Gli immigrati scortati da Julián Castro hanno negato l'ingresso negli Stati Uniti in violazione del giusto processo

Giuliano Castro

Foto: Wikimedia/Gage Skidmore


Ieri, candidato presidenziale democratico 2020 Giuliano Castro percorso il percorso che molti migranti hanno percorso prima. Castro andò in Messico e si incontrò migranti richiedenti asilo in un campo profughi a Matamoros, in Messico, in una mossa di solidarietà e nella speranza di esercitare pressioni anche sui funzionari dell'immigrazione.

Ci sono migliaia di migranti che stanno soffrendo a causa della politica di Trump Remain in Mexico, ha detto Castro in un'intervista telefonica con Notizie NBC . Vengono rapiti, estorti e sottoposti a violenza . Voglio parlare chiaro, in particolare per i migranti più vulnerabili con disabilità e i migranti LGBTQ. Sono stati particolarmente colpiti da questa politica.

Se eletto, ha detto, Castro l'avrebbe fatto porre fine a questa politica subito.

Sebbene a Castro fosse stato detto che i funzionari avrebbero ascoltato i casi dei richiedenti asilo, hanno mentito.

Secondo il Los Angeles Times , otto richiedenti asilo gay e lesbiche provenienti da Cuba, Guatemala e Honduras, nonché una donna salvadoregna sorda e i suoi tre parenti hanno camminato insieme a Castro attraverso il ponte di confine verso il suo nativo Texas dal Messico.


In precedenza, Molly Hennessy-Fiske, scrive Molly Hennessy-Fiske, aveva tentato di recarsi qui con un avvocato dopo essere stati riportati in Messico in attesa delle udienze del tribunale. ANNI . Alcuni avevano già aspettato quattro mesi.

Tuttavia, i migranti sono stati rimpatriati in Messico in attesa della loro udienza.

Come migliaia, i richiedenti asilo Castro hanno tentato di aiutare a rimanere in Messico sotto la politica Remain in Mexico dell'amministrazione Trump.

Il problema con la politica, tuttavia - oltre ad essere illegale - è questo tornare negli Stati Uniti non è così facile come sembra .

I richiedenti asilo spesso aspettano mesi e gli viene detto entro poche ore di tornare per un'altra udienza, motivo per cui molti migranti continuano a vivere senza fissa dimora vicino al confine .

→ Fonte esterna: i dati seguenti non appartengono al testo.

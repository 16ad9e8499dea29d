//! Statement generation.
//!
//! | change                          | statements                                   |
//! |---------------------------------|----------------------------------------------|
//! | insert                          | `INSERT IGNORE INTO t (..) VALUES (..), (..)` |
//! | update, primary key unchanged   | `REPLACE INTO t (..) VALUES (..)` (after-images) |
//! | update, primary key changed     | per pair: `DELETE` before-image key, `INSERT IGNORE` after-image, in one transaction |
//! | delete                          | `DELETE FROM t WHERE (pk..) IN ((..), (..))`  |
//!
//! Multi-row statements are split so that none binds more than
//! [`MAX_PLACEHOLDERS`] parameters.

use std::collections::HashMap;
use std::fmt::Write;
use std::sync::Mutex;

use sync_core::{event::primary_key_changed, ChangeAction, ChangeEvent, RowValue};

use crate::error::{MappingError, Result};
use crate::mapping::{BoundColumn, TableMapping};
use crate::transform::ColumnTransforms;

#[derive(Debug, Clone, Copy, PartialEq, Eq, Hash)]
pub enum StatementKind {
    InsertIgnore,
    Replace,
    Delete,
}

/// A parameterized statement ready to execute.
#[derive(Debug, Clone, PartialEq)]
pub struct Statement {
    pub kind: StatementKind,
    pub table: String,
    /// Written columns, or the key columns for a delete.
    pub columns: Vec<String>,
    pub sql: String,
    pub params: Vec<RowValue>,
}

impl Statement {
    pub fn rows(&self) -> usize {
        if self.columns.is_empty() {
            0
        } else {
            self.params.len() / self.columns.len()
        }
    }
}
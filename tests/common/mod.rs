//! Shared setup for task integration tests.

#![allow(dead_code)]

use std::future::Future;
use std::sync::Arc;
use std::time::Duration;

use binlog_sync::testing::{memory_stack, MemorySinkFactory, ScriptedSource};
use binlog_sync::{CheckpointTiming, TaskBuilder, TaskRegistry};
use checkpoint::BinlogPosition;
use meta_store::{MemoryMetaStore, MetaStore, NewDestination, NewTask};
use serde_json::{json, Value};
use sync_core::{ChangeAction, ChangeEvent, ColumnDef, RowValue};

pub struct Harness {
    pub store: Arc<MemoryMetaStore>,
    pub source: Arc<ScriptedSource>,
    pub sinks: Arc<MemorySinkFactory>,
    pub builder: Arc<TaskBuilder>,
    pub registry: Arc<TaskRegistry>,
}

/// One task (id 1) with the given `(name, config)` destinations.
pub async fn harness(
    source: ScriptedSource,
    sinks: MemorySinkFactory,
    destinations: Vec<(&str, Value)>,
    timing: CheckpointTiming,
) -> Harness {
    let store = Arc::new(MemoryMetaStore::new());
    store
        .create_task(NewTask {
            title: "orders replication".to_string(),
            src_type: 1,
            src: json!({
                "host": "source.local",
                "username": "repl",
                "dumpConfig": {"databases": ["shop"]}
            }),
            destinations: destinations
                .into_iter()
                .map(|(name, config)| NewDestination {
                    dest_type: 1,
                    name: name.to_string(),
                    config,
                })
                .collect(),
        })
        .await
        .unwrap();
    let source = Arc::new(source);
    let sinks = Arc::new(sinks);
    let (builder, registry) = memory_stack(store.clone(), source.clone(), sinks.clone(), timing);
    Harness {
        store,
        source,
        sinks,
        builder,
        registry,
    }
}

/// Destination config writing `shop.orders` 1:1 into `orders`.
pub fn orders_destination(extra: Value) -> Value {
    let mut config = json!({
        "destDatasource": {"host": "dest.local", "username": "writer", "password": "pw"},
        "mappings": [{"srcTable": "orders"}],
    });
    if let (Some(config), Some(extra)) = (config.as_object_mut(), extra.as_object()) {
        for (k, v) in extra {
            config.insert(k.clone(), v.clone());
        }
    }
    config
}

pub fn columns() -> Vec<ColumnDef> {
    vec![
        ColumnDef::new("id", 0, true),
        ColumnDef::new("name", 1, false),
    ]
}

pub fn insert(id: i64, name: &str) -> ChangeEvent {
    ChangeEvent::new(
        "shop",
        "orders",
        ChangeAction::Insert,
        columns(),
        vec![vec![RowValue::Int(id), RowValue::from(name)]],
    )
}

pub fn update(before: (i64, &str), after: (i64, &str)) -> ChangeEvent {
    ChangeEvent::new(
        "shop",
        "orders",
        ChangeAction::Update,
        columns(),
        vec![
            vec![RowValue::Int(before.0), RowValue::from(before.1)],
            vec![RowValue::Int(after.0), RowValue::from(after.1)],
        ],
    )
}

pub fn pos(file: u32, offset: u32) -> BinlogPosition {
    BinlogPosition::new(format!("mysql-bin.{file:06}"), offset)
}

/// Poll `check` until it holds or two seconds pass.
pub async fn eventually<F, Fut>(what: &str, mut check: F)
where
    F: FnMut() -> Fut,
    Fut: Future<Output = bool>,
{
    for _ in 0..200 {
        if check().await {
            return;
        }
        tokio::time::sleep(Duration::from_millis(10)).await;
    }
    panic!("timed out waiting for {what}");
}
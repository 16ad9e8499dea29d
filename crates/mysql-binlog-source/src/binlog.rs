//! Binlog streaming source backed by `mysql_async`.

use std::sync::atomic::{AtomicU32, Ordering};
use std::sync::{Arc, Mutex};
use std::time::{SystemTime, UNIX_EPOCH};

use anyhow::{anyhow, bail, Context, Result};
use async_trait::async_trait;
use checkpoint::BinlogPosition;
use futures::StreamExt;
use mysql_async::binlog::events::{Event, EventData, RowsEventData};
use mysql_async::binlog::value::BinlogValue;
use mysql_async::prelude::*;
use mysql_async::{BinlogStream, BinlogStreamRequest, Conn, Opts, OptsBuilder, Pool, Row};
use serde::{Deserialize, Serialize};
use sync_core::{ChangeAction, ChangeEvent, DataSource, RowValue};
use tokio_util::sync::CancellationToken;
use tracing::{debug, info, warn};

use crate::ddl::ddl_table;
use crate::dump::{run_dump, DumpConfig};
use crate::schema::SchemaCache;
use crate::traits::{EventHandler, StreamingSource};
use crate::value::from_mysql_value;

/// Persisted source configuration of a task.
#[derive(Debug, Clone, PartialEq, Eq, Serialize, Deserialize)]
#[serde(rename_all = "camelCase")]
pub struct SourceConfig {
    #[serde(flatten)]
    pub datasource: DataSource,
    /// Explicit starting position, used when the task has none persisted
    #[serde(default, skip_serializing_if = "Option::is_none")]
    pub position: Option<BinlogPosition>,
    #[serde(default, skip_serializing_if = "Option::is_none")]
    pub dump_config: Option<DumpConfig>,
}

impl SourceConfig {
    pub fn new(datasource: DataSource) -> Self {
        Self {
            datasource,
            position: None,
            dump_config: None,
        }
    }
}

/// A MySQL server read as a replica.
pub struct MySQLSource {
    datasource: DataSource,
    opts: Opts,
    pool: Pool,
    server_id: u32,
    dump_config: Option<DumpConfig>,
    schema: SchemaCache,
    synced: Mutex<BinlogPosition>,
    delay: AtomicU32,
    cancel: CancellationToken,
}

impl MySQLSource {
    pub fn new(config: &SourceConfig) -> Self {
        let ds = &config.datasource;
        let opts: Opts = OptsBuilder::default()
            .ip_or_hostname(ds.host.clone())
            .tcp_port(ds.port)
            .user(Some(ds.username.clone()))
            .pass(Some(ds.password.clone()))
            .db_name(ds.database.clone())
            .into();
        // Replica ids must be unique per server; pick one outside the usual range.
        let server_id = rand::random::<u32>() % 1_000_000 + 1_000_000;
        Self {
            datasource: ds.clone(),
            pool: Pool::new(opts.clone()),
            opts,
            server_id,
            dump_config: config.dump_config.clone(),
            schema: SchemaCache::new(),
            synced: Mutex::new(BinlogPosition::default()),
            delay: AtomicU32::new(0),
            cancel: CancellationToken::new(),
        }
    }

    pub fn server_id(&self) -> u32 {
        self.server_id
    }

    pub fn datasource(&self) -> &DataSource {
        &self.datasource
    }

    fn set_synced(&self, position: BinlogPosition) {
        let mut synced = self.synced.lock().unwrap_or_else(|e| e.into_inner());
        *synced = position;
    }

    fn record_delay(&self, timestamp: u32) {
        if timestamp == 0 {
            return;
        }
        let now = SystemTime::now()
            .duration_since(UNIX_EPOCH)
            .map(|d| d.as_secs())
            .unwrap_or_default();
        let delay = now.saturating_sub(u64::from(timestamp));
        self.delay
            .store(u32::try_from(delay).unwrap_or(u32::MAX), Ordering::Relaxed);
    }

    async fn stream(&self, position: BinlogPosition, handler: Arc<dyn EventHandler>) -> Result<()> {
        let conn = Conn::new(self.opts.clone())
            .await
            .with_context(|| format!("Failed to connect to source {}", self.datasource))?;
        let request = BinlogStreamRequest::new(self.server_id)
            .with_filename(position.name.as_bytes())
            .with_pos(u64::from(position.pos));
        let mut stream = conn
            .get_binlog_stream(request)
            .await
            .with_context(|| format!("Failed to open binlog stream at {position}"))?;

        info!(
            "Streaming binlog from {position} (server id {})",
            self.server_id
        );
        let mut file = position.name.clone();
        loop {
            let next = tokio::select! {
                _ = self.cancel.cancelled() => {
                    info!("Binlog stream closed at {}", self.synced_position());
                    return Ok(());
                }
                next = stream.next() => next,
            };
            let Some(event) = next else {
                bail!("Binlog stream ended by server");
            };
            let event = event.context("Failed to read binlog event")?;
            self.record_delay(event.header().timestamp());

            let step = decode(&event, &stream)?;
            self.apply(step, &mut file, event.header().log_pos(), handler.as_ref())
                .await?;
        }
    }

    async fn apply(
        &self,
        step: Step,
        file: &mut String,
        log_pos: u32,
        handler: &dyn EventHandler,
    ) -> Result<()> {
        match step {
            Step::Skip => {}
            Step::Rotate(next) => {
                debug!("Rotate to {next}");
                *file = next.name.clone();
                let synced = self.synced_position();
                handler.on_rotate(&next, &synced).await?;
                self.set_synced(next);
            }
            Step::Commit => {
                self.set_synced(BinlogPosition::new(file.clone(), log_pos));
            }
            Step::Query { schema, query } => {
                let Some((db, table)) = ddl_table(&query) else {
                    return Ok(());
                };
                let db = db.unwrap_or(schema);
                let next = BinlogPosition::new(file.clone(), log_pos);
                let synced = self.synced_position();
                if self.schema.invalidate(&db, &table).await {
                    debug!("Invalidated columns of {db}.{table}");
                }
                handler.on_table_changed(&db, &table, &synced).await?;
                handler.on_ddl(&next, &query, &synced).await?;
                self.set_synced(next);
            }
            Step::Rows {
                schema,
                table,
                action,
                column_count,
                rows,
            } => {
                let mut columns = self.schema.columns(&self.pool, &schema, &table).await?;
                if columns.len() != column_count {
                    self.schema.invalidate(&schema, &table).await;
                    columns = self.schema.columns(&self.pool, &schema, &table).await?;
                    if columns.len() != column_count {
                        bail!(
                            "Column count mismatch for {schema}.{table}: binlog has {column_count}, schema has {}",
                            columns.len()
                        );
                    }
                }
                let event = ChangeEvent::new(schema, table, action, columns.to_vec(), rows);
                handler.on_rows(&event).await?;
            }
        }
        Ok(())
    }
}

/// An owned digest of one binlog event.
enum Step {
    Skip,
    Rotate(BinlogPosition),
    Commit,
    Query {
        schema: String,
        query: String,
    },
    Rows {
        schema: String,
        table: String,
        action: ChangeAction,
        column_count: usize,
        rows: Vec<Vec<RowValue>>,
    },
}

fn decode(event: &Event, stream: &BinlogStream) -> Result<Step> {
    let Some(data) = event.read_data().context("Failed to decode binlog event")? else {
        return Ok(Step::Skip);
    };
    let step = match data {
        EventData::RotateEvent(rotate) => {
            let pos = u32::try_from(rotate.position())
                .map_err(|_| anyhow!("Rotate position {} out of range", rotate.position()))?;
            Step::Rotate(BinlogPosition::new(rotate.name().to_string(), pos))
        }
        EventData::XidEvent(_) => Step::Commit,
        EventData::QueryEvent(query) => {
            let text = query.query().to_string();
            if text.eq_ignore_ascii_case("BEGIN") {
                Step::Skip
            } else {
                Step::Query {
                    schema: query.schema().to_string(),
                    query: text,
                }
            }
        }
        EventData::RowsEvent(rows_data) => {
            let action = match &rows_data {
                RowsEventData::WriteRowsEventV1(_) | RowsEventData::WriteRowsEvent(_) => {
                    ChangeAction::Insert
                }
                RowsEventData::UpdateRowsEventV1(_)
                | RowsEventData::UpdateRowsEvent(_)
                | RowsEventData::PartialUpdateRowsEvent(_) => ChangeAction::Update,
                RowsEventData::DeleteRowsEventV1(_) | RowsEventData::DeleteRowsEvent(_) => {
                    ChangeAction::Delete
                }
            };
            let table_id = rows_data.table_id();
            let tme = stream
                .get_tme(table_id)
                .ok_or_else(|| anyhow!("Rows event for unknown table id {table_id}"))?;

            let mut rows = Vec::new();
            for row in rows_data.rows(tme) {
                let (before, after) = row.context("Failed to decode row image")?;
                for image in [before, after].into_iter().flatten() {
                    rows.push(
                        (0..image.len())
                            .map(|i| image.as_ref(i).map(binlog_value).unwrap_or(RowValue::Null))
                            .collect(),
                    );
                }
            }
            Step::Rows {
                schema: tme.database_name().to_string(),
                table: tme.table_name().to_string(),
                action,
                column_count: tme.columns_count() as usize,
                rows,
            }
        }
        _ => Step::Skip,
    };
    Ok(step)
}

fn binlog_value(value: &BinlogValue<'_>) -> RowValue {
    match value {
        BinlogValue::Value(v) => from_mysql_value(v),
        BinlogValue::Jsonb(jsonb) => match serde_json::Value::try_from(jsonb.clone()) {
            Ok(json) => RowValue::from(json.to_string()),
            Err(e) => {
                warn!("Failed to decode JSON column: {e}");
                RowValue::Null
            }
        },
        BinlogValue::JsonDiff(_) => {
            warn!("Partial JSON updates are not supported; column replicated as NULL");
            RowValue::Null
        }
    }
}

async fn head_position(conn: &mut Conn) -> Result<Option<Row>> {
    match conn.query_first("SHOW MASTER STATUS").await {
        Ok(row) => Ok(row),
        Err(e) => {
            // Removed in MySQL 8.4.
            debug!("SHOW MASTER STATUS failed ({e}), trying SHOW BINARY LOG STATUS");
            conn.query_first("SHOW BINARY LOG STATUS")
                .await
                .context("Failed to read binary log status")
        }
    }
}

#[async_trait]
impl StreamingSource for MySQLSource {
    async fn dump(&self, handler: &dyn EventHandler) -> Result<()> {
        let Some(config) = &self.dump_config else {
            return Ok(());
        };
        let head = self
            .master_position()
            .await
            .context("Failed to capture position before dump")?;
        info!("Dump of {} starting at {head}", self.datasource);
        let rows = run_dump(&self.pool, &self.schema, config, handler).await?;
        info!("Dump finished: {rows} rows, resuming at {head}");
        self.set_synced(head);
        Ok(())
    }

    fn has_dump(&self) -> bool {
        self.dump_config
            .as_ref()
            .is_some_and(|c| c.target().is_some())
    }

    async fn master_position(&self) -> Result<BinlogPosition> {
        let mut conn = self
            .pool
            .get_conn()
            .await
            .with_context(|| format!("Failed to connect to source {}", self.datasource))?;
        let row = head_position(&mut conn)
            .await?
            .ok_or_else(|| anyhow!("Binary logging is not enabled on {}", self.datasource))?;
        let name: String = row
            .get(0)
            .ok_or_else(|| anyhow!("Missing File in binary log status"))?;
        let pos: u64 = row
            .get(1)
            .ok_or_else(|| anyhow!("Missing Position in binary log status"))?;
        let pos = u32::try_from(pos).map_err(|_| anyhow!("Binlog position {pos} out of range"))?;
        Ok(BinlogPosition::new(name, pos))
    }

    fn synced_position(&self) -> BinlogPosition {
        self.synced
            .lock()
            .unwrap_or_else(|e| e.into_inner())
            .clone()
    }

    async fn run_from(&self, position: BinlogPosition, handler: Arc<dyn EventHandler>) -> Result<()> {
        if self.cancel.is_cancelled() {
            warn!("Source {} already closed", self.datasource);
            return Ok(());
        }
        if position.name.is_empty() {
            bail!("Cannot stream from an empty binlog file name");
        }
        self.set_synced(position.clone());
        self.stream(position, handler).await
    }

    async fn close(&self) {
        if self.cancel.is_cancelled() {
            return;
        }
        self.cancel.cancel();
        if let Err(e) = self.pool.clone().disconnect().await {
            warn!("Failed to disconnect source pool for {}: {e}", self.datasource);
        }
    }

    fn delay(&self) -> u32 {
        self.delay.load(Ordering::Relaxed)
    }
}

Sebbene la mossa di Castro alla fine non abbia avuto successo, ha fatto luce sulle illegalità che i funzionari dell'immigrazione stanno conducendo al confine.

Organizzazione per i diritti dell'immigrazione Progetto per i diritti civili del Texas twittato, Questo è un duro colpo al giusto processo. Queste 12 persone sono state sotto custodia CBP per 3 ore, il che significa che ogni persona aveva meno di 15 minuti per le interviste di non respingimento.

Il non respingimento è quando un richiedente asilo o un rifugiato non può essere rimandato nell'ultimo paese in cui si trovava perché lì è soggetto a persecuzione, hanno aggiunto. Se queste persone - migranti LGBTQ che sono stati aggrediti per quello che sono nei campi, disabili, bambini - non soddisfano i criteri per le 'popolazioni vulnerabili', allora le esenzioni 'vulnerabili' in 'Rimanere in Messico' sono parole semplici.